A Powerful Collaboration
When Bristol Myers Squibb (BMS) announced it was sponsoring a senior design project aimed at measuring a patient’s “quality of life” using data from a wearable electronic device, fourth-year student Zoe Hack jumped at the challenge.
“It was a chance to take existing data and create something new that could be super helpful,” says Hack, whose senior design teammates include fellow fourth-year math majors Julieta Caroppo and Joshua Richter.
A Fitbit enthusiast since high school, Hack loves finding new ways to use wearable devices to improve health outcomes and tapping into data to solve problems.

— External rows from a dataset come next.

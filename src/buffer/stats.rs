//! Buffer pool statistics.

use std::fmt;
use std::sync::atomic::{AtomicU64, Ordering};

/// Counters updated by the buffer pool.
///
/// Counters are independent and updated with `Relaxed` ordering; a
/// [`snapshot`](Self::snapshot) is not a consistent cut across them.
#[derive(Debug, Default)]
pub struct BufferPoolStats {
    hits: AtomicU64,
    misses: AtomicU64,
    evictions: AtomicU64,
    disk_reads: AtomicU64,
    disk_writes: AtomicU64,
}

impl BufferPoolStats {
    pub fn new() -> Self {
        Self::default()
    }

    /// A fetch found its page resident.
    #[inline]
    pub(crate) fn record_hit(&self) {
        self.hits.fetch_add(1, Ordering::Relaxed);
    }

    /// A fetch had to load its page from the store.
    #[inline]
    pub(crate) fn record_miss(&self) {
        self.misses.fetch_add(1, Ordering::Relaxed);
    }

    #[inline]
    pub(crate) fn record_eviction(&self) {
        self.evictions.fetch_add(1, Ordering::Relaxed);
    }

    #[inline]
    pub(crate) fn record_disk_read(&self) {
        self.disk_reads.fetch_add(1, Ordering::Relaxed);
    }

    #[inline]
    pub(crate) fn record_disk_write(&self) {
        self.disk_writes.fetch_add(1, Ordering::Relaxed);
    }

    pub fn snapshot(&self) -> StatsSnapshot {
        StatsSnapshot {
            hits: self.hits.load(Ordering::Relaxed),
            misses: self.misses.load(Ordering::Relaxed),
            evictions: self.evictions.load(Ordering::Relaxed),
            disk_reads: self.disk_reads.load(Ordering::Relaxed),
            disk_writes: self.disk_writes.load(Ordering::Relaxed),
        }
    }
}

/// A point-in-time copy of [`BufferPoolStats`].
#[derive(Debug, Clone, Copy, Default, PartialEq, Eq)]
pub struct StatsSnapshot {
    pub hits: u64,
    pub misses: u64,
    pub evictions: u64,
    pub disk_reads: u64,
    pub disk_writes: u64,
}

impl StatsSnapshot {
    /// Fraction of fetches served without a disk read (0.0 to 1.0).
    pub fn hit_rate(&self) -> f64 {
        match self.hits + self.misses {
            0 => 0.0,
            total => self.hits as f64 / total as f64,
        }
    }
}

impl fmt::Display for StatsSnapshot {
    fn fmt(&self, f: &mut fmt::Formatter<'_>) -> fmt::Result {
        write!(
            f,
            "hits={} misses={} evictions={} reads={} writes={} hit_rate={:.1}%",
            self.hits,
            self.misses,
            self.evictions,
            self.disk_reads,
            self.disk_writes,
            self.hit_rate() * 100.0
        )
    }
}

#[cfg(test)]
mod tests {
    use super::*;

    #[test]
    fn test_counters_start_at_zero() {
        let snapshot = BufferPoolStats::new().snapshot();
        assert_eq!(snapshot, StatsSnapshot::default());
        assert_eq!(snapshot.hit_rate(), 0.0);
    }

    #[test]
    fn test_hit_rate() {
        let stats = BufferPoolStats::new();
        for _ in 0..3 {
            stats.record_hit();
        }
        stats.record_miss();

        assert_eq!(stats.snapshot().hit_rate(), 0.75);
    }

    #[test]
    fn test_display() {
        let stats = BufferPoolStats::new();
        stats.record_hit();
        stats.record_miss();
        stats.record_eviction();
        stats.record_disk_read();
        stats.record_disk_write();
        stats.record_disk_write();

        assert_eq!(
            stats.snapshot().to_string(),
            "hits=1 misses=1 evictions=1 reads=1 writes=2 hit_rate=50.0%"
        );
    }
}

For the past two summers she has worked for a reinsurance company using data to model the impact of catastrophes like hurricanes.
The “wearables” project is an especially challenging puzzle — first finding applicable open-source data gleaned from wearable devices, and then figuring out how to link that data to “quality of life,” says the team’s faculty advisor Benjamin Leinwand, assistant professor of mathematical sciences. “I had a professor who said that math is not a spectator sport,” he says. “Data exploration is always an invaluable, and often surprising, experience.”

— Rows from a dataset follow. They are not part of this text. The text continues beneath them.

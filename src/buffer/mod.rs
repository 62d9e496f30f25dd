//! Buffer pool management.
//!
//! The buffer pool is the in-memory cache between callers and the page
//! store. It manages a fixed pool of frames, each holding one page.
//!
//! # Components
//! - [`BufferPoolManager`] - The page cache
//! - [`Frame`] - A slot in the buffer pool holding a page + metadata
//! - [`PageReadGuard`] / [`PageWriteGuard`] - RAII guards for page access
//! - [`BufferPoolStats`] - Hit/miss/eviction/I/O counters
//! - [`replacer`] - The LRU-K eviction policy

mod buffer_pool_manager;
mod frame;
mod page_guard;
pub mod replacer;
mod stats;

pub use buffer_pool_manager::BufferPoolManager;
pub use frame::Frame;
pub use page_guard::{PageReadGuard, PageWriteGuard};
pub use stats::{BufferPoolStats, StatsSnapshot};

Hack says it’s been very rewarding working on a project with real-world potential with the Global Biometrics and Data Science (GBDS) team at BMS. The team’s Md Shamsuzzaman helped spearhead the project, and Gengyuan Liu Ph.D. ’17 has been meeting regularly with the students to offer support.

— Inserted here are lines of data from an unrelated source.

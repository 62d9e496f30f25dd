//! Disk Scheduler - asynchronous, ordered access to a page store.
//!
//! Callers build a [`DiskRequest`], hand it to [`DiskScheduler::schedule`]
//! (which never blocks), and later wait on the request's [`Completion`].
//! A single worker thread owns the [`PageStore`] and executes requests one
//! at a time, strictly in submission order.
//!
//! ```text
//!  caller ──schedule──▶ ┌────────────────┐      ┌─────────────┐
//!  caller ──schedule──▶ │  FIFO channel  │ ───▶ │   worker    │ ──▶ PageStore
//!  caller ──schedule──▶ └────────────────┘      └──────┬──────┘
//!    ▲                                                 │
//!    └──────────── Completion (exactly one send) ◀─────┘
//! ```

use std::thread::{self, JoinHandle};

use crossbeam::channel::{self, Receiver, Sender};
use parking_lot::Mutex;
use tracing::{debug, error, trace};

use crate::common::{Error, PageId, Result};
use crate::storage::page::Page;
use crate::storage::page_store::PageStore;

/// Direction of a disk request.
#[derive(Debug, Clone, Copy, PartialEq, Eq)]
pub enum RequestKind {
    Read,
    Write,
}

/// A single read or write against the page store.
///
/// The request owns its buffer: for a read it is the destination, for a
/// write the source. Either way the buffer comes back to the waiter through
/// the [`Completion`], so no page memory is shared with the worker.
pub struct DiskRequest {
    kind: RequestKind,
    page_id: PageId,
    data: Box<Page>,
    done: Sender<Result<Box<Page>>>,
}

impl DiskRequest {
    /// A request to read `page_id` into a fresh buffer.
    pub fn read(page_id: PageId) -> (Self, Completion) {
        Self::with_buffer(RequestKind::Read, page_id, Page::boxed())
    }

    /// A request to persist `data` as the content of `page_id`.
    pub fn write(page_id: PageId, data: Box<Page>) -> (Self, Completion) {
        Self::with_buffer(RequestKind::Write, page_id, data)
    }

    fn with_buffer(kind: RequestKind, page_id: PageId, data: Box<Page>) -> (Self, Completion) {
        let (done, rx) = channel::bounded(1);
        let request = Self {
            kind,
            page_id,
            data,
            done,
        };
        (request, Completion { rx })
    }

    #[inline]
    pub fn kind(&self) -> RequestKind {
        self.kind
    }

    #[inline]
    pub fn page_id(&self) -> PageId {
        self.page_id
    }

    /// Run the request against `store` and signal its waiter.
    fn execute<S: PageStore + ?Sized>(self, store: &mut S) {
        let Self {
            kind,
            page_id,
            mut data,
            done,
        } = self;

        let outcome = match kind {
            RequestKind::Read => store.read_page(page_id, &mut data),
            RequestKind::Write => store.write_page(page_id, &data),
        };
        if let Err(e) = &outcome {
            error!(%page_id, ?kind, error = %e, "disk request failed");
        }

        // The waiter may have given up; nobody is left to tell.
        let _ = done.send(outcome.map(|()| data));
    }
}

/// The waiting side of a [`DiskRequest`].
///
/// Consumed by [`Completion::wait`], so exactly one waiter observes the
/// outcome.
#[must_use = "a completion must be waited on to observe the request outcome"]
pub struct Completion {
    rx: Receiver<Result<Box<Page>>>,
}

impl Completion {
    /// Block until the request has been executed.
    ///
    /// Returns the request's buffer: the page read for a read request, the
    /// written bytes for a write.
    ///
    /// # Errors
    /// - The page store's error, if the operation failed
    /// - `Error::SchedulerShutdown` if the request was dropped unexecuted
    pub fn wait(self) -> Result<Box<Page>> {
        self.rx.recv().map_err(|_| Error::SchedulerShutdown)?
    }
}

/// Single-consumer, multi-producer request pipeline in front of a page store.
///
/// # Shutdown
/// [`shutdown`](Self::shutdown) stops accepting requests, lets the worker
/// drain what is already queued, and joins it. Callers must not schedule
/// new work concurrently with shutdown; such requests fail with
/// `Error::SchedulerShutdown`. Dropping the scheduler shuts it down.
pub struct DiskScheduler {
    /// `None` once shut down.
    sender: Mutex<Option<Sender<DiskRequest>>>,
    worker: Mutex<Option<JoinHandle<()>>>,
}

impl DiskScheduler {
    /// Start a scheduler whose worker takes ownership of `store`.
    ///
    /// # Errors
    /// Returns `Error::Io` if the worker thread cannot be spawned.
    pub fn new<S: PageStore + 'static>(store: S) -> Result<Self> {
        let (sender, receiver) = channel::unbounded();

        let worker = thread::Builder::new()
            .name("disk-scheduler".into())
            .spawn(move || run_worker(store, receiver))?;

        Ok(Self {
            sender: Mutex::new(Some(sender)),
            worker: Mutex::new(Some(worker)),
        })
    }

    /// Enqueue a request. Never blocks on I/O.
    ///
    /// # Errors
    /// Returns `Error::SchedulerShutdown` after [`shutdown`](Self::shutdown).
    pub fn schedule(&self, request: DiskRequest) -> Result<()> {
        let sender = self.sender.lock();
        let sender = sender.as_ref().ok_or(Error::SchedulerShutdown)?;

        trace!(page_id = %request.page_id, kind = ?request.kind, "scheduling disk request");
        sender.send(request).map_err(|_| Error::SchedulerShutdown)
    }

    /// Read `page_id` and wait for the result.
    pub fn read_page(&self, page_id: PageId) -> Result<Box<Page>> {
        let (request, completion) = DiskRequest::read(page_id);
        self.schedule(request)?;
        completion.wait()
    }

    /// Write `data` to `page_id` and wait until the store has it.
    pub fn write_page(&self, page_id: PageId, data: Box<Page>) -> Result<()> {
        let (request, completion) = DiskRequest::write(page_id, data);
        self.schedule(request)?;
        completion.wait().map(drop)
    }

    /// Whether [`shutdown`](Self::shutdown) has been called.
    pub fn is_shut_down(&self) -> bool {
        self.sender.lock().is_none()
    }

    /// Stop accepting requests and terminate the worker.
    ///
    /// Requests queued before this call are executed before the worker
    /// exits. Calling it again is a no-op.
    pub fn shutdown(&self) {
        // Dropping the last sender ends the worker's receive loop.
        drop(self.sender.lock().take());

        if let Some(worker) = self.worker.lock().take() {
            if worker.join().is_err() {
                error!("disk scheduler worker panicked");
            }
        }
    }
}

impl Drop for DiskScheduler {
    fn drop(&mut self) {
        self.shutdown();
    }
}

fn run_worker<S: PageStore>(mut store: S, requests: Receiver<DiskRequest>) {
    debug!("disk scheduler worker started");
    for request in requests.iter() {
        request.execute(&mut store);
    }
    debug!("disk scheduler worker stopped");
}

“They’ve been incredibly helpful,” Hack says.
The project is one of two senior design projects sponsored this year by the New Jersey-based pharmaceutical giant. It represents an invaluable relationship that then-BMS CEO Dr. Giovanni Caforio jumpstarted and BMS executive Premal Kamdar ’13 is passionately promoting.
“I loved my experience at Stevens, and I know its caliber,” Kamdar says. “Our priority is to sponsor more capstone projects, recruit top talent — I am delighted to report that third-year engineering major Matthew Nierman has agreed to join us for a summer 2024 internship — and pursue new research and other joint ventures. We are just beginning to explore the full potential of a very powerful collaboration.”
– Joan Kramer
Post-script
Caforio spoke on campus through the President’s Distinguished Lecture Series last fall about how tech and new computer talent have the potential to exponentially speed up the development of life-saving medicines.